QUESTION 1: Why do foodborne illnesses increase during summer months?

  1. Because bacteria that causes foodborne disease grows faster in hot, humid temperatures and, in these conditions, they can multiply quickly on food.
  2. Because people are cooking and eating food outdoors a lot more, which means a higher likelihood of not keeping food at safe temps, people not washing their hands properly (or at all), and, because people are mobile, a general lack of following other food safety basics.
  3. Both A and B.


QUESTION 2: You’re grilling up hamburgers on the grill. What is the only way you can tell if they’re cooked to a safe temperature?

  1. They’re brown throughout with no pink.
  2. You insert a food thermometer in the middle of the patties and they’re at a minimum temp of 160 °
  3. They’ve been cooked for 10 minutes.


QUESTION 3: You were at a picnic on a hot day (above 90°F) and kept some food in a cooler with ice for about five hours. The cooler was in a sunny spot on a picnic table. Is that food safe to take home and eat as leftovers?

  1. No
  2. Yes
  3. Maybe, it depends on how much ice was in the cooler.
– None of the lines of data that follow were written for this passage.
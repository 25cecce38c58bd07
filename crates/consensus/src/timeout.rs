//! Stall detection.
//!
//! Rounds have no timeouts: a round waits until it gathers a quorum. The
//! [`StallMonitor`] only watches for a round that has not moved for a
//! configured number of ticks, so the engine can rebroadcast its own votes
//! and ask peers for blocks it may have missed.

use tracing::debug;

use crate::types::Step;

/// Counts ticks spent at the same `(number, step)`.
#[derive(Debug, Clone)]
pub struct StallMonitor {
    threshold: u32,
    position: (u64, Step),
    idle_ticks: u32,
}

impl StallMonitor {
    /// Monitor that fires after `threshold` unchanged ticks. Zero disables it.
    pub fn new(threshold: u32) -> Self {
        Self {
            threshold,
            position: (0, Step::NewNumber),
            idle_ticks: 0,
        }
    }

    /// Records a tick at `(number, step)`. Returns true when the round has
    /// been idle for `threshold` ticks; the count restarts after firing.
    pub fn observe(&mut self, number: u64, step: Step) -> bool {
        if self.position != (number, step) {
            self.position = (number, step);
            self.idle_ticks = 0;
            return false;
        }
        if self.threshold == 0 {
            return false;
        }
        self.idle_ticks += 1;
        if self.idle_ticks >= self.threshold {
            debug!(number, %step, ticks = self.idle_ticks, "round stalled");
            self.idle_ticks = 0;
            return true;
        }
        false
    }

    /// Ticks spent at the current position.
    pub fn idle_ticks(&self) -> u32 {
        self.idle_ticks
    }
}

#[cfg(test)]
mod tests {
    use super::*;

    #[test]
    fn test_fires_after_threshold_and_rearms() {
        let mut monitor = StallMonitor::new(3);
        assert!(!monitor.observe(1, Step::Prevote));
        assert!(!monitor.observe(1, Step::Prevote));
        assert!(!monitor.observe(1, Step::Prevote));
        assert!(monitor.observe(1, Step::Prevote));
        assert_eq!(monitor.idle_ticks(), 0);
        assert!(!monitor.observe(1, Step::Prevote));
    }

    #[test]
    fn test_progress_resets_count() {
        let mut monitor = StallMonitor::new(2);
        monitor.observe(1, Step::Prevote);
        monitor.observe(1, Step::Prevote);
        assert!(!monitor.observe(1, Step::Precommit));
        assert_eq!(monitor.idle_ticks(), 0);
    }

    #[test]
    fn test_zero_threshold_never_fires() {
        let mut monitor = StallMonitor::new(0);
        for _ in 0..100 {
            assert!(!monitor.observe(4, Step::Propose));
        }
    }
}
//! Outbound message channel.
//!
//! The node does not own a transport. Everything it wants to send to peers
//! is wrapped in a [`NetworkMessage`] and pushed onto an unbounded channel;
//! whoever embeds the node drains the receiver and delivers the messages.

use stakebft_consensus::{ConsensusNetwork, MessageBody, NetworkMessage};
use stakebft_types::{Block, Transaction};
use tokio::sync::mpsc;
use tracing::trace;

/// Receiving end of the outbound channel.
pub type Outbound = mpsc::UnboundedReceiver<NetworkMessage>;

/// [`ConsensusNetwork`] that queues messages for an external transport.
#[derive(Debug, Clone)]
pub struct ChannelNetwork {
    protocol_version: String,
    sender: mpsc::UnboundedSender<NetworkMessage>,
}

impl ChannelNetwork {
    /// Creates the network handle and the receiver the transport drains.
    pub fn channel(protocol_version: impl Into<String>) -> (Self, Outbound) {
        let (sender, receiver) = mpsc::unbounded_channel();
        let network = Self {
            protocol_version: protocol_version.into(),
            sender,
        };
        (network, receiver)
    }

    /// Protocol version stamped on outgoing messages.
    pub fn protocol_version(&self) -> &str {
        &self.protocol_version
    }

    /// Wraps `body` with the node's protocol version.
    pub fn message(&self, body: MessageBody) -> NetworkMessage {
        NetworkMessage::with_version(self.protocol_version.clone(), body)
    }

    /// Queues `body` for every peer.
    pub fn send(&self, body: MessageBody) {
        if self.sender.send(self.message(body)).is_err() {
            trace!("outbound channel closed, dropping message");
        }
    }

    /// Gossips an ordinary transaction.
    pub fn broadcast_transaction(&self, tx: &Transaction) {
        self.send(MessageBody::Transaction { tx: tx.clone() });
    }
}

impl ConsensusNetwork for ChannelNetwork {
    fn broadcast_consensus(&self, tx: &Transaction, block: Option<&Block>) {
        self.send(MessageBody::Consensus {
            tx: tx.clone(),
            block: block.cloned(),
        });
    }

    fn request_chain_subsection(&self, last_block: &Block) {
        self.send(MessageBody::ChainSubsectionRequest {
            last_block: last_block.clone(),
        });
    }
}
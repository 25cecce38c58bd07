//! Tests for transaction signing and verification

use serde_json::json;
use stakebft_types::{Keypair, Operation, Transaction, UNORDERED_NONCE};

fn test_keypair() -> Keypair {
    // Fixed test key, never use outside tests.
    Keypair::from_hex("0102030405060708090a0b0c0d0e0f101112131415161718191a1b1c1d1e1f20").unwrap()
}

#[test]
fn test_sign_and_verify() {
    let key = test_keypair();
    let tx = Transaction::sign(&key, 0, 1_000, Operation::set_value("/apps/x", json!("y"))).unwrap();
    assert_eq!(tx.address, key.address());
    assert!(tx.verify().is_ok());
    assert!(tx.is_ordered());
}

#[test]
fn test_signing_is_deterministic() {
    let key = test_keypair();
    let op = Operation::set_value("/apps/x", json!({"b": 1, "a": 2}));
    let a = Transaction::sign(&key, 3, 42, op.clone()).unwrap();
    let b = Transaction::sign(&key, 3, 42, op).unwrap();
    assert_eq!(a.hash, b.hash);
    assert_eq!(a.signature, b.signature);
}

#[test]
fn test_tampered_body_fails_verification() {
    let key = test_keypair();
    let mut tx = Transaction::sign(&key, 1, 10, Operation::set_value("/a", json!(1))).unwrap();
    tx.nonce = 2;
    assert!(tx.verify().is_err());
}

#[test]
fn test_forged_address_fails_verification() {
    let key = test_keypair();
    let other = Keypair::random();
    let mut tx = Transaction::sign(&key, 1, 10, Operation::set_value("/a", json!(1))).unwrap();
    tx.address = other.address();
    assert!(tx.verify().is_err());
}

#[test]
fn test_json_round_trip_preserves_validity() {
    let key = test_keypair();
    let tx = Transaction::sign(
        &key,
        UNORDERED_NONCE,
        7,
        Operation::Set {
            op_list: vec![
                Operation::set_value("/a", json!(1)),
                Operation::set_value("/b", json!([1, 2, 3])),
            ],
        },
    )
    .unwrap();
    let encoded = serde_json::to_string(&tx).unwrap();
    let decoded: Transaction = serde_json::from_str(&encoded).unwrap();
    assert_eq!(decoded, tx);
    assert!(decoded.verify().is_ok());
    assert!(!decoded.is_ordered());
}

#[test]
fn test_keypair_hex_round_trip() {
    let key = Keypair::random();
    let again = Keypair::from_hex(&key.secret_hex()).unwrap();
    assert_eq!(key.address(), again.address());
    assert!(Keypair::from_hex("abcd").is_err());
}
QUESTION 4: You’re going to be at a campground doing a lot of grilling outdoors without easy access to facilities for hand washing. Is using hand sanitizer the next best thing?

  1. Yes
  2. No


QUESTION 5: If you’re eating outside and the temp is 90°F or higher, how long can you safely leave food out before refrigerating it?

  1. 1 hour
  2. 30 minutes
  3. 2 hours


Thanks so much for taking our quiz!

How did you do?

Don’t forget to email Stanley Rutledge, Community Coordinator, at srutledge@stopfoodborneillness.org to let him know your score. He’ll enter you in our drawing to win a food thermometer and $25 Amazon gift card. Good luck!






#1: C. Both A and B contribute in a big way toward an increase in foodborne illness in the summer. Click here to learn more about this topic.






#2: You knew it! We were pretty sure you already knew you should always use a food thermometer to make sure your burgers are safe to eat.
Or … Tried to guess it? Not using a food thermometer yet? Check out our safe food temperatures chart here and learn more about food thermometers here.






#3: Even with a lot of ice, five hours is just too long to have kept that food out on a hot, sunny day. The cooler likely was opened and closed a lot, so the ice probably melted quite a bit. Err on the safe side and throw out that food. And, in case you’re wondering, we recommend tossing ALL perishable picnic food every time after you’re done. Better to be safe than sorry when it comes to risking foodborne illness.



#4:Yes. Although nothing is better than proper hand washing when handling foods, the Centers for Disease Control recommends you use 60% or higher alcohol-based hand sanitizer as the next best thing. Keep plenty of it with you and be sure to use it often to help keep your hands bacteria-free.


#5: The two-hour rule for leaving food out at room temperature changes to a one-hour rule when the temp is 90°F or higher.